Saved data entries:
--- --- ---

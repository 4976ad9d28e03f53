//! Error types for xmlsilo.
//!
//! All fallible operations in the library return [`Result`]. Every error
//! carries one of the closed set of [`ErrorKind`]s plus a human-readable
//! message; load errors embed the byte offset of the violation and query
//! compile errors embed the character offset of the offending token.

use thiserror::Error;

/// The closed set of error categories surfaced by the library.
#[derive(Debug, Clone, Copy, PartialEq, Eq, Hash)]
pub enum ErrorKind {
    /// A caller-supplied parameter violates a precondition.
    InvalidArgument,
    /// A required result was absent (query matched nothing, text unset).
    NotFound,
    /// A silo blob or XML document violates the expected format.
    InvalidData,
    /// Version mismatch or a construct outside the accepted grammar.
    Unsupported,
    /// Filesystem failure on load or save.
    Io,
    /// Invariant violation caught at runtime.
    Internal,
}

#[derive(Debug, Error)]
pub enum Error {
    #[error("invalid argument: {0}")]
    InvalidArgument(String),

    #[error("not found: {0}")]
    NotFound(String),

    #[error("invalid data: {0}")]
    InvalidData(String),

    #[error("unsupported: {0}")]
    Unsupported(String),

    #[error("{message}: {source}")]
    Io {
        message: String,
        #[source]
        source: std::io::Error,
    },

    #[error("internal error: {0}")]
    Internal(String),
}

impl Error {
    pub fn kind(&self) -> ErrorKind {
        match self {
            Error::InvalidArgument(_) => ErrorKind::InvalidArgument,
            Error::NotFound(_) => ErrorKind::NotFound,
            Error::InvalidData(_) => ErrorKind::InvalidData,
            Error::Unsupported(_) => ErrorKind::Unsupported,
            Error::Io { .. } => ErrorKind::Io,
            Error::Internal(_) => ErrorKind::Internal,
        }
    }

    pub(crate) fn invalid_argument(message: impl Into<String>) -> Self {
        Error::InvalidArgument(message.into())
    }

    pub(crate) fn not_found(message: impl Into<String>) -> Self {
        Error::NotFound(message.into())
    }

    pub(crate) fn invalid_data(message: impl Into<String>) -> Self {
        Error::InvalidData(message.into())
    }

    pub(crate) fn unsupported(message: impl Into<String>) -> Self {
        Error::Unsupported(message.into())
    }

    pub(crate) fn internal(message: impl Into<String>) -> Self {
        Error::Internal(message.into())
    }

    pub(crate) fn io(message: impl Into<String>, source: std::io::Error) -> Self {
        Error::Io {
            message: message.into(),
            source,
        }
    }
}

/// Result type for all library operations.
pub type Result<T> = std::result::Result<T, Error>;

#[cfg(test)]
mod tests {
    use super::*;

    #[test]
    fn kind_matches_variant() {
        assert_eq!(
            Error::invalid_data("x").kind(),
            ErrorKind::InvalidData
        );
        assert_eq!(Error::not_found("x").kind(), ErrorKind::NotFound);
        assert_eq!(Error::unsupported("x").kind(), ErrorKind::Unsupported);
    }

    #[test]
    fn messages_render_with_prefix() {
        let err = Error::unsupported("unknown function 'bar' at position 4");
        assert_eq!(
            err.to_string(),
            "unsupported: unknown function 'bar' at position 4"
        );
    }
}
//! Query tokenizer.
//!
//! Splits an XPath-dialect expression into tokens, each tagged with its
//! character offset so parse errors can point at the offending spot.

use crate::error::{Error, Result};

#[derive(Debug, Clone, PartialEq)]
pub(crate) enum Token {
    Slash,
    At,
    Star,
    LeftBracket,
    RightBracket,
    LeftParen,
    RightParen,
    Comma,
    Eq,
    NotEq,
    Lt,
    LtEq,
    Gt,
    GtEq,
    Int(i64),
    Str(String),
    Name(String),
    Eof,
}

/// Tokenize the whole input up front; every token carries the offset of
/// its first character.
pub(crate) fn tokenize(input: &str) -> Result<Vec<(Token, usize)>> {
    let mut lexer = Lexer { input, pos: 0 };
    let mut tokens = Vec::new();
    loop {
        let (token, pos) = lexer.next_token()?;
        let done = token == Token::Eof;
        tokens.push((token, pos));
        if done {
            return Ok(tokens);
        }
    }
}

struct Lexer<'a> {
    input: &'a str,
    pos: usize,
}

impl<'a> Lexer<'a> {
    fn peek(&self) -> Option<char> {
        self.input[self.pos..].chars().next()
    }

    fn bump(&mut self, c: char) {
        self.pos += c.len_utf8();
    }

    fn next_token(&mut self) -> Result<(Token, usize)> {
        while let Some(c) = self.peek() {
            if c.is_whitespace() {
                self.bump(c);
            } else {
                break;
            }
        }

        let start = self.pos;
        let c = match self.peek() {
            Some(c) => c,
            None => return Ok((Token::Eof, start)),
        };

        let token = match c {
            '/' => {
                self.bump(c);
                Token::Slash
            }
            '@' => {
                self.bump(c);
                Token::At
            }
            '*' => {
                self.bump(c);
                Token::Star
            }
            '[' => {
                self.bump(c);
                Token::LeftBracket
            }
            ']' => {
                self.bump(c);
                Token::RightBracket
            }
            '(' => {
                self.bump(c);
                Token::LeftParen
            }
            ')' => {
                self.bump(c);
                Token::RightParen
            }
            ',' => {
                self.bump(c);
                Token::Comma
            }
            '=' => {
                self.bump(c);
                Token::Eq
            }
            '!' => {
                self.bump(c);
                if self.peek() == Some('=') {
                    self.bump('=');
                    Token::NotEq
                } else {
                    return Err(Error::unsupported(format!(
                        "unexpected character '!' at position {start}"
                    )));
                }
            }
            '<' => {
                self.bump(c);
                if self.peek() == Some('=') {
                    self.bump('=');
                    Token::LtEq
                } else {
                    Token::Lt
                }
            }
            '>' => {
                self.bump(c);
                if self.peek() == Some('=') {
                    self.bump('=');
                    Token::GtEq
                } else {
                    Token::Gt
                }
            }
            '"' | '\'' => self.read_string(c)?,
            '0'..='9' => self.read_int()?,
            _ if is_name_start(c) => self.read_name(),
            _ => {
                return Err(Error::unsupported(format!(
                    "unexpected character '{c}' at position {start}"
                )));
            }
        };

        Ok((token, start))
    }

    fn read_string(&mut self, quote: char) -> Result<Token> {
        let start = self.pos;
        self.bump(quote);
        let rest = &self.input[self.pos..];
        match rest.find(quote) {
            Some(end) => {
                let value = rest[..end].to_string();
                self.pos += end + quote.len_utf8();
                Ok(Token::Str(value))
            }
            None => Err(Error::unsupported(format!(
                "unterminated string literal at position {start}"
            ))),
        }
    }

    fn read_int(&mut self) -> Result<Token> {
        let start = self.pos;
        while let Some(c) = self.peek() {
            if c.is_ascii_digit() {
                self.bump(c);
            } else {
                break;
            }
        }
        let digits = &self.input[start..self.pos];
        digits
            .parse()
            .map(Token::Int)
            .map_err(|_| {
                Error::invalid_argument(format!(
                    "integer literal '{digits}' at position {start} out of range"
                ))
            })
    }

    fn read_name(&mut self) -> Token {
        let start = self.pos;
        while let Some(c) = self.peek() {
            if is_name_char(c) {
                self.bump(c);
            } else {
                break;
            }
        }
        Token::Name(self.input[start..self.pos].to_string())
    }
}

fn is_name_start(c: char) -> bool {
    c.is_alphabetic() || c == '_'
}

fn is_name_char(c: char) -> bool {
    c.is_alphanumeric() || matches!(c, '_' | '-' | '.' | ':')
}

#[cfg(test)]
mod tests {
    use super::*;

    fn kinds(input: &str) -> Vec<Token> {
        tokenize(input)
            .unwrap()
            .into_iter()
            .map(|(t, _)| t)
            .collect()
    }

    #[test]
    fn simple_path() {
        assert_eq!(
            kinds("/root/child"),
            [
                Token::Slash,
                Token::Name("root".into()),
                Token::Slash,
                Token::Name("child".into()),
                Token::Eof
            ]
        );
    }

    #[test]
    fn predicate_with_attribute() {
        assert_eq!(
            kinds(r#"item[@id="x"]"#),
            [
                Token::Name("item".into()),
                Token::LeftBracket,
                Token::At,
                Token::Name("id".into()),
                Token::Eq,
                Token::Str("x".into()),
                Token::RightBracket,
                Token::Eof
            ]
        );
    }

    #[test]
    fn comparison_operators() {
        assert_eq!(
            kinds("a!=1 <= >= < >"),
            [
                Token::Name("a".into()),
                Token::NotEq,
                Token::Int(1),
                Token::LtEq,
                Token::GtEq,
                Token::Lt,
                Token::Gt,
                Token::Eof
            ]
        );
    }

    #[test]
    fn tokens_carry_positions() {
        let tokens = tokenize("foo[bar(]").unwrap();
        let positions: Vec<usize> = tokens.iter().map(|&(_, p)| p).collect();
        assert_eq!(positions, [0, 3, 4, 7, 8, 9]);
    }

    #[test]
    fn hyphenated_function_names_lex_as_one_name() {
        assert_eq!(
            kinds("starts-with(a, 'b')"),
            [
                Token::Name("starts-with".into()),
                Token::LeftParen,
                Token::Name("a".into()),
                Token::Comma,
                Token::Str("b".into()),
                Token::RightParen,
                Token::Eof
            ]
        );
    }

    #[test]
    fn unterminated_string_is_rejected() {
        let err = tokenize("a['oops]").unwrap_err();
        assert_eq!(err.kind(), crate::ErrorKind::Unsupported);
        assert!(err.to_string().contains("position 2"));
    }

    #[test]
    fn stray_bang_is_rejected() {
        assert!(tokenize("a!b").is_err());
    }
}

--- --- ---

**Task instructions:** Out of the records above, pick each line that contains the string "LeftBracket".

**Written solution:**
    LeftBracket,
                Token::LeftBracket
                Token::LeftBracket,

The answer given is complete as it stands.